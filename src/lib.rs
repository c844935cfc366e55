// GenCards Library - Flashcard generation engine
//
// Builds LLM prompts from a deck hierarchy and filters generated cards
// against the ones a deck already holds. Everything here is pure and
// synchronous; the model call itself belongs to the host application.

pub mod cards;
pub mod classifier;
pub mod config;
pub mod context;
pub mod dedup;
pub mod error;
pub mod korean;
pub mod prompt;
pub mod response;

// Re-export key types for convenience
pub use cards::{Card, DeckChainEntry, DuplicateVerdict};
pub use classifier::{detect_subject_type, template_for, Category, SubjectTemplate};
pub use config::{read_settings, set_setting, write_settings, GenerationSettings};
pub use context::build_contextual_constraints;
pub use dedup::{
    analyze_patterns, filter_duplicates, is_duplicate, is_duplicate_with, DedupSettings,
    FilterOutcome,
};
pub use error::{ErrorCode, GenerationError};
pub use prompt::{
    get_system_prompt, get_system_prompt_with, CardFormat, PromptParams, PromptSettings,
};
pub use response::parse_flashcard_response;
// Configuration helpers - shared between the CLI and host services
//
// Settings live in ~/.gencards/preferences.json (or $GENCARDS_CONFIG_DIR).
// Missing files and missing fields fall back to defaults.

use serde::{Deserialize, Serialize};
use std::path::{Path, PathBuf};

use crate::dedup::DedupSettings;
use crate::error::{ErrorCode, GenerationError};
use crate::prompt::{CardFormat, PromptSettings};

/// Environment variable overriding the config directory.
pub const CONFIG_DIR_ENV: &str = "GENCARDS_CONFIG_DIR";

#[derive(Debug, Clone, PartialEq, Serialize, Deserialize)]
#[serde(default)]
pub struct GenerationSettings {
    pub default_format: CardFormat,
    pub card_count: Option<usize>, // None = let the model decide
    pub dedup: DedupSettings,
    pub prompt: PromptSettings,
}

impl Default for GenerationSettings {
    fn default() -> Self {
        Self {
            default_format: CardFormat::Simple,
            card_count: None,
            dedup: DedupSettings::default(),
            prompt: PromptSettings::default(),
        }
    }
}

pub fn get_config_dir() -> Result<PathBuf, GenerationError> {
    if let Some(dir) = std::env::var_os(CONFIG_DIR_ENV) {
        return Ok(PathBuf::from(dir));
    }
    dirs::home_dir()
        .map(|home| home.join(".gencards"))
        .ok_or_else(|| {
            GenerationError::new(ErrorCode::ConfigError, "Could not find home directory")
        })
}

pub fn get_preferences_path() -> Result<PathBuf, GenerationError> {
    Ok(get_config_dir()?.join("preferences.json"))
}

// ============================================================================
// Generation Settings
// ============================================================================

pub fn read_settings() -> Result<GenerationSettings, GenerationError> {
    read_settings_from(&get_preferences_path()?)
}

pub fn write_settings(settings: &GenerationSettings) -> Result<(), GenerationError> {
    write_settings_to(&get_preferences_path()?, settings)
}

pub fn read_settings_from(path: &Path) -> Result<GenerationSettings, GenerationError> {
    if !path.exists() {
        return Ok(GenerationSettings::default());
    }
    let content =
        std::fs::read_to_string(path).map_err(|e| GenerationError::io("Failed to read settings", e))?;
    serde_json::from_str(&content).map_err(|e| {
        GenerationError::new(
            ErrorCode::ConfigError,
            format!("Failed to parse settings: {}", e),
        )
    })
}

pub fn write_settings_to(path: &Path, settings: &GenerationSettings) -> Result<(), GenerationError> {
    if let Some(parent) = path.parent() {
        std::fs::create_dir_all(parent)
            .map_err(|e| GenerationError::io("Failed to create config directory", e))?;
    }
    let content = serde_json::to_string_pretty(settings).map_err(|e| {
        GenerationError::new(
            ErrorCode::ConfigError,
            format!("Failed to serialize settings: {}", e),
        )
    })?;
    std::fs::write(path, content).map_err(|e| GenerationError::io("Failed to write settings", e))
}

/// Keys accepted by [`set_setting`].
pub const SETTING_KEYS: &[&str] = &[
    "default_format",
    "card_count",
    "dedup.min_length",
    "dedup.max_length_ratio",
    "dedup.similarity_threshold",
    "dedup.stem_similarity",
    "prompt.max_format_examples",
    "prompt.max_listed_cards",
];

/// Update one setting by dotted key, validating the value.
pub fn set_setting(
    settings: &mut GenerationSettings,
    key: &str,
    value: &str,
) -> Result<(), GenerationError> {
    let invalid = |msg: String| GenerationError::new(ErrorCode::ConfigError, msg);

    match key {
        "default_format" => settings.default_format = value.parse().map_err(invalid)?,
        "card_count" => {
            settings.card_count = match value {
                "none" | "auto" => None,
                _ => Some(parse_count(key, value)?),
            }
        }
        "dedup.min_length" => settings.dedup.min_length = parse_usize(key, value)?,
        "dedup.max_length_ratio" => {
            let ratio = parse_f64(key, value)?;
            if ratio < 1.0 {
                return Err(invalid(format!("{} must be at least 1.0", key)));
            }
            settings.dedup.max_length_ratio = ratio;
        }
        "dedup.similarity_threshold" => settings.dedup.similarity_threshold = parse_unit(key, value)?,
        "dedup.stem_similarity" => settings.dedup.stem_similarity = parse_unit(key, value)?,
        "prompt.max_format_examples" => {
            settings.prompt.max_format_examples = parse_usize(key, value)?
        }
        "prompt.max_listed_cards" => settings.prompt.max_listed_cards = parse_usize(key, value)?,
        _ => {
            return Err(invalid(format!(
                "Unknown setting: {}. Valid keys: {}",
                key,
                SETTING_KEYS.join(", ")
            )))
        }
    }

    Ok(())
}

fn parse_usize(key: &str, value: &str) -> Result<usize, GenerationError> {
    value.trim().parse().map_err(|_| {
        GenerationError::new(
            ErrorCode::ConfigError,
            format!("{} must be a non-negative integer, got '{}'", key, value),
        )
    })
}

fn parse_count(key: &str, value: &str) -> Result<usize, GenerationError> {
    match parse_usize(key, value)? {
        0 => Err(GenerationError::new(
            ErrorCode::ConfigError,
            format!("{} must be at least 1", key),
        )),
        n => Ok(n),
    }
}

fn parse_f64(key: &str, value: &str) -> Result<f64, GenerationError> {
    value
        .trim()
        .parse::<f64>()
        .ok()
        .filter(|v| v.is_finite())
        .ok_or_else(|| {
            GenerationError::new(
                ErrorCode::ConfigError,
                format!("{} must be a number, got '{}'", key, value),
            )
        })
}

fn parse_unit(key: &str, value: &str) -> Result<f64, GenerationError> {
    let v = parse_f64(key, value)?;
    if !(0.0..=1.0).contains(&v) {
        return Err(GenerationError::new(
            ErrorCode::ConfigError,
            format!("{} must be between 0.0 and 1.0", key),
        ));
    }
    Ok(v)
}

## Task goal
Within the entries, find all lines holding "context" and copy each one.

## Your solution
pub mod context;
pub use context::build_contextual_constraints;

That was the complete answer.